Alongside population growth, there have been sizable gains in prosperity. More people have escaped poverty over the past 20 years than at any other time in human history. Global trade has more than tripled since 1992, while developing country gross domestic product (GDP) has doubled, allowing for a proportional increase in consumption. As a result, the agricultural foot print has intensified, leading to agrochemical pollution, soil exhaustion and deforestation. Food demand has also stimulated water withdrawals that have tripled over the last 50 years. Water withdrawals are expected to increase by 50 percent by 2025 in developing countries. Today more than half of the world lives in cities. Over 90 percent of all urban growth is occurring in developing countries and this has resulted in serious air and water pollution in many parts of the world. Carbon-intensive and often polluting industries have grown, contributing to climate change and natural resource depletion. The immediate and long-term consequences of climate change—from a warmer planet to more-acidic oceans—further threaten progress on poverty reduction and development. Current growth paths are clearly putting too much pressure on an already stretched environment.
As overwhelming as the environmental challenge is, there has been a lot of collective progress on moving toward improved environmental sustainability.

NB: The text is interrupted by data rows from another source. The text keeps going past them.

//! # fpc-core
//!
//! Session handling and shared types for the FPC management API.
//!
//! This crate provides error handling, configuration, typed identifiers and
//! the session-aware HTTP client that every endpoint call is built on.
//!
//! ## Modules
//!
//! - [`error`] - Error types, error codes and conversions from library errors
//! - [`config`] - Endpoint and credential configuration
//! - [`client`] - HTTP tuning, login/logout, the request primitive and HTTP status mapping
//! - [`session`] - Credentials and session token storage
//! - [`ids`] - Strongly-typed resource identifiers

#![deny(missing_docs)]
#![deny(clippy::all)]
#![warn(clippy::pedantic)]
#![allow(clippy::module_name_repetitions)]

pub mod client;
pub mod config;
pub mod error;
pub mod ids;
pub mod session;

// Re-export commonly used types
pub use client::{ClientConfig, SessionClient, SessionClientBuilder};
pub use config::FpcClientConfig;
pub use error::{Error, Result};
impl WifiNetworkUpdate {
    /// Overlay the set fields on `current`.
    #[must_use]
    pub fn apply_to(&self, current: &WifiNetwork) -> UpdateWifiNetworkRequest {
        UpdateWifiNetworkRequest {
            wifi_network_name: self
                .wifi_network_name
                .clone()
                .or_else(|| current.wifi_network_name.clone()),
            contact_name: self
                .contact_name
                .clone()
                .or_else(|| current.contact_name.clone()),
            contact_email: self
                .contact_email
                .clone()
                .or_else(|| current.contact_email.clone()),
            status: self.status.clone().or_else(|| current.status.clone()),
            fpcw_fap_models: self
                .fpcw_fap_models
                .clone()
                .unwrap_or_else(|| current.fpcw_fap_models.clone()),
        }
    }
}

/// Body sent to `POST /customers/{cid}/sites/{sid}/wifinetworks/{wid}`.
///
/// Name and contact fields are always present, null when unknown.
#[derive(Debug, Clone, Serialize, PartialEq)]
#[serde(rename_all = "camelCase")]
pub struct UpdateWifiNetworkRequest {
    /// Network name.
    pub wifi_network_name: Option<String>,
    /// Contact name.
    pub contact_name: Option<String>,
    /// Contact e-mail address.
    pub contact_email: Option<String>,
    /// Provisioning status, sent only when set.
    #[serde(skip_serializing_if = "Option::is_none")]
    pub status: Option<String>,
    /// FortiAP models, sent only when non-empty.
    #[serde(skip_serializing_if = "Vec::is_empty")]
    pub fpcw_fap_models: Vec<Value>,
}

fn null_as_empty<'de, D>(deserializer: D) -> std::result::Result<Vec<Value>, D::Error>
where
    D: Deserializer<'de>,
{
    Option::<Vec<Value>>::deserialize(deserializer).map(Option::unwrap_or_default)
}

As part of this global effort, the World Bank launched a new Environment Strategy in 2012 to promote a green, clean and resilient world for all. The green agenda focuses on nurturing more inclusive growth, while protecting biodiversity and ecosystems by:
• enhancing countries’ decision making through the Wealth Accounting and Valuation of Ecosystem Services global partnership that supports valuing countries’ natural capital assets and incorporating them into their systems of national accounts;
• finding ways to restore the world’s oceans to health and economic productivity through working with a broad coalition of governments, international agencies, nongovernmental organizations and private companies; and
• testing the market’s willingness to encourage protection of critical habitat areas while also providing carbon storage benefits through continuing innovative work on forests and land use linked to the Reducing Emissions from Deforestation and Forest Degradation program.
Under the clean agenda, the focus is on continued support to countries to find low pollution and low-emission development paths through:
• South-South exchanges on best practice for managing pollution;
• scaling up use of cleaner stoves to help reduce indoor air pollution;
• supporting countries on river cleanup and legacy pollution issues; and,
• improving energy efficiency, encouraging a shift to renewable energies, finding climate- smart agricultural solutions, and building cleaner, lower-carbon cities.

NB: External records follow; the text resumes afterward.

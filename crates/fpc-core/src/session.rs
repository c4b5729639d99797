//! Session credentials and token storage.
//!
//! A session starts empty. [`SessionState::set`] stores the token returned by
//! the login handshake and every clone of the owning client sees it.

use crate::{Error, Result};
use secrecy::{ExposeSecret, SecretString};
use serde::{Deserialize, Deserializer, Serialize, Serializer};
use std::sync::{Arc, RwLock};

/// Header carrying the session token on authenticated requests.
pub const SESSION_HEADER: &str = "fpc-sid";

/// Login endpoint path.
pub const LOGIN_PATH: &str = "login";

/// Logout endpoint path.
pub const LOGOUT_PATH: &str = "logout";

/// Credentials exchanged for a session token at login.
#[derive(Debug, Clone)]
pub struct Credentials {
    username: String,
    password: SecretString,
}

impl Credentials {
    /// Create credentials from a user name and password.
    #[must_use]
    pub fn new(username: impl Into<String>, password: SecretString) -> Self {
        Self {
            username: username.into(),
            password,
        }
    }

    /// Login user name.
    #[must_use]
    pub fn username(&self) -> &str {
        &self.username
    }

    /// Login password.
    #[must_use]
    pub const fn password(&self) -> &SecretString {
        &self.password
    }

    pub(crate) fn login_request(&self) -> LoginRequest<'_> {
        LoginRequest {
            user: &self.username,
            password: self.password.expose_secret(),
        }
    }
}

#[derive(Debug, Serialize)]
pub(crate) struct LoginRequest<'a> {
    pub(crate) user: &'a str,
    pub(crate) password: &'a str,
}

#[derive(Debug, Deserialize)]
pub(crate) struct LoginResponse {
    #[serde(rename = "fpc-sid")]
    pub(crate) session_id: Option<String>,
}

/// Opaque token issued at login.
#[derive(Debug, Clone)]
pub struct SessionToken(SecretString);

impl SessionToken {
    /// Wrap a raw session identifier.
    #[must_use]
    pub fn new(token: impl Into<String>) -> Self {
        Self(SecretString::from(token.into()))
    }

    /// Expose the raw token for use in a request header.
    #[must_use]
    pub fn expose(&self) -> &str {
        self.0.expose_secret()
    }
}

/// Shared, in-memory session state.
#[derive(Debug, Clone, Default)]
pub struct SessionState {
    token: Arc<RwLock<Option<SessionToken>>>,
}

impl SessionState {
    /// Create an empty session.
    #[must_use]
    pub fn new() -> Self {
        Self::default()
    }

    /// Store the token returned by login, replacing any previous one.
    ///
    /// # Errors
    ///
    /// Returns an error if the session lock is poisoned.
    pub fn set(&self, token: SessionToken) -> Result<()> {
        let mut guard = self
            .token
            .write()
            .map_err(|_| Error::InternalError("session lock poisoned".to_string()))?;
        *guard = Some(token);
        Ok(())
    }

    /// Drop the stored token.
    ///
    /// # Errors
    ///
    /// Returns an error if the session lock is poisoned.
    pub fn clear(&self) -> Result<()> {
        let mut guard = self
            .token
            .write()
            .map_err(|_| Error::InternalError("session lock poisoned".to_string()))?;
        *guard = None;
        Ok(())
    }

    /// Return a copy of the current token, if any.
    ///
    /// # Errors
    ///
    /// Returns an error if the session lock is poisoned.
    pub fn token(&self) -> Result<Option<SessionToken>> {
        self.token
            .read()
            .map(|guard| guard.clone())
            .map_err(|_| Error::InternalError("session lock poisoned".to_string()))
    }

    /// Returns true if a token is held.
    #[must_use]
    pub fn is_active(&self) -> bool {
        self.token.read().map(|guard| guard.is_some()).unwrap_or(false)
    }
}

/// Serialize a secret as a plain string.
///
/// For request payloads that must carry a password, e.g.
/// `#[serde(serialize_with = "fpc_core::session::serialize_secret")]`.
///
/// # Errors
///
/// Propagates the serializer's error.
pub fn serialize_secret<S>(
    secret: &SecretString,
    serializer: S,
) -> std::result::Result<S::Ok, S::Error>
where
    S: Serializer,
{
    serializer.serialize_str(secret.expose_secret())
}

/// Deserialize a plain string into a secret.
///
/// # Errors
///
/// Fails if the value is not a string.
pub fn deserialize_secret<'de, D>(deserializer: D) -> std::result::Result<SecretString, D::Error>
where
    D: Deserializer<'de>,
{
    String::deserialize(deserializer).map(SecretString::from)
}

/// Deserialize an optional string into an optional secret.
///
/// Use together with `#[serde(default)]` so absent fields become `None`.
///
/// # Errors
///
/// Fails if the value is neither a string nor null.
pub fn deserialize_optional_secret<'de, D>(
    deserializer: D,
) -> std::result::Result<Option<SecretString>, D::Error>
where
    D: Deserializer<'de>,
{
    Option::<String>::deserialize(deserializer).map(|value| value.map(SecretString::from))
}

#[cfg(test)]
mod tests {
    use super::*;

    #[test]
    fn test_login_request_payload() {
        let credentials = Credentials::new("admin", SecretString::from("secret".to_string()));
        let body = serde_json::to_value(credentials.login_request()).unwrap();
        assert_eq!(
            body,
            serde_json::json!({"user": "admin", "password": "secret"})
        );
    }

    #[test]
    fn test_login_response_parsing() {
        let response: LoginResponse =
            serde_json::from_str(r#"{"fpc-sid": "abc123", "message": "ok"}"#).unwrap();
        assert_eq!(response.session_id.as_deref(), Some("abc123"));

        let response: LoginResponse = serde_json::from_str(r#"{"message": "denied"}"#).unwrap();
        assert!(response.session_id.is_none());
    }

    #[test]
    fn test_session_state_lifecycle() {
        let state = SessionState::new();
        assert!(!state.is_active());
        assert!(state.token().unwrap().is_none());

        state.set(SessionToken::new("abc123")).unwrap();
        assert!(state.is_active());
        assert_eq!(state.token().unwrap().unwrap().expose(), "abc123");

        state.clear().unwrap();
        assert!(!state.is_active());
    }

    #[test]
    fn test_session_state_shared_between_clones() {
        let state = SessionState::new();
        let clone = state.clone();
        state.set(SessionToken::new("shared")).unwrap();
        assert!(clone.is_active());
    }

    #[test]
    fn test_debug_redacts_secrets() {
        let token = SessionToken::new("abc123");
        assert!(!format!("{token:?}").contains("abc123"));

        let credentials = Credentials::new("admin", SecretString::from("hunter2".to_string()));
        let debug = format!("{credentials:?}");
        assert!(debug.contains("admin"));
        assert!(!debug.contains("hunter2"));
    }

    #[test]
    fn test_deserialize_optional_secret() {
        #[derive(Deserialize)]
        struct Stored {
            #[serde(default, deserialize_with = "deserialize_optional_secret")]
            password: Option<SecretString>,
        }

        let stored: Stored = serde_json::from_str(r#"{"password": "pa55"}"#).unwrap();
        assert_eq!(stored.password.unwrap().expose_secret(), "pa55");

        let stored: Stored = serde_json::from_str(r#"{"password": null}"#).unwrap();
        assert!(stored.password.is_none());

        let stored: Stored = serde_json::from_str("{}").unwrap();
        assert!(stored.password.is_none());
    }

    #[test]
    fn test_serialize_secret() {
        #[derive(Serialize)]
        struct Payload {
            #[serde(serialize_with = "serialize_secret")]
            password: SecretString,
        }

        let payload = Payload {
            password: SecretString::from("pa55".to_string()),
        };
        assert_eq!(
            serde_json::to_string(&payload).unwrap(),
            r#"{"password":"pa55"}"#
        );
    }
}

The resilience agenda aims at reducing vulnerability to climate risks through:
• supporting countries to find climate change adaptation solutions, such as better coastal zone management;
• minimizing the damage of natural disasters in terms of loss of life and structural damage;
• improving the resilience of small island states; and
• increasing the resilience of infrastructure and restoring protective coastal ecosystems such as mangroves.

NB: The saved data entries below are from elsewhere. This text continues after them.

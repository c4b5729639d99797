//! # fpc-client
//!
//! Client for the FPC management API.
//!
//! [`FpcClient`] logs in once and then exposes every endpoint as an async
//! method. Identifiers are typed (see [`fpc_core::ids`]) and responses are
//! decoded into the models in [`models`], or returned as raw JSON where the
//! API does not fix a shape.
//!
//! ## Example
//!
//! ```no_run
//! use fpc_client::{FpcClient, FpcClientConfig};
//!
//! # async fn example() -> fpc_client::Result<()> {
//! let config = FpcClientConfig::for_host("fpc.example.com", "admin", "secret")?;
//! let client = FpcClient::new(config)?;
//! client.login().await?;
//!
//! for customer in client.list_customers().await? {
//!     println!("{:?} {:?}", customer.customer_id, customer.customer_name);
//! }
//!
//! client.logout().await?;
//! # Ok(())
//! # }
//! ```

#![deny(missing_docs)]
#![deny(clippy::all)]
#![warn(clippy::pedantic)]
#![allow(clippy::module_name_repetitions)]
#![allow(clippy::missing_errors_doc)]

pub mod client;
pub mod models;

mod customers;
mod fortimanagers;
mod sites;
mod system;

pub use client::{FpcClient, FpcClientBuilder};
pub use fpc_core::config::FpcClientConfig;
pub use fpc_core::ids;
pub use fpc_core::Error;

/// Result alias used by every endpoint method.
pub type Result<T> = fpc_core::Result<T>;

Some examples of results of projects achieved with International Bank for Reconstruction and Development (IBRD) andInternational Development Association (IDA) support include:
Greener and cleaner policies and institutions supported by policy loans. Average annual development policy lending (DPL) for environmental issues increased from US$438 million in FY04-08 to US$1.48 billion in FY09-13. For instance, the Peru environmental DPL program (2009-2013) supported the creation of the Ministry of Environment, the setting-up of the agency for national parks and its sustainable financial strategy, air quality monitoring networks, public disclosure of air quality information and the creation of the National Environmental Certification Service (SENACE) to evaluate detailed Environmental Impact Evaluations (EIAs) and act as a one window system for all environmental permits and licenses of investment projects. The DPL also supported a successful reform that established a quota system for managing overcapacity and inefficiency plaguing the anchoveta fishery, while supporting social protection for fishers.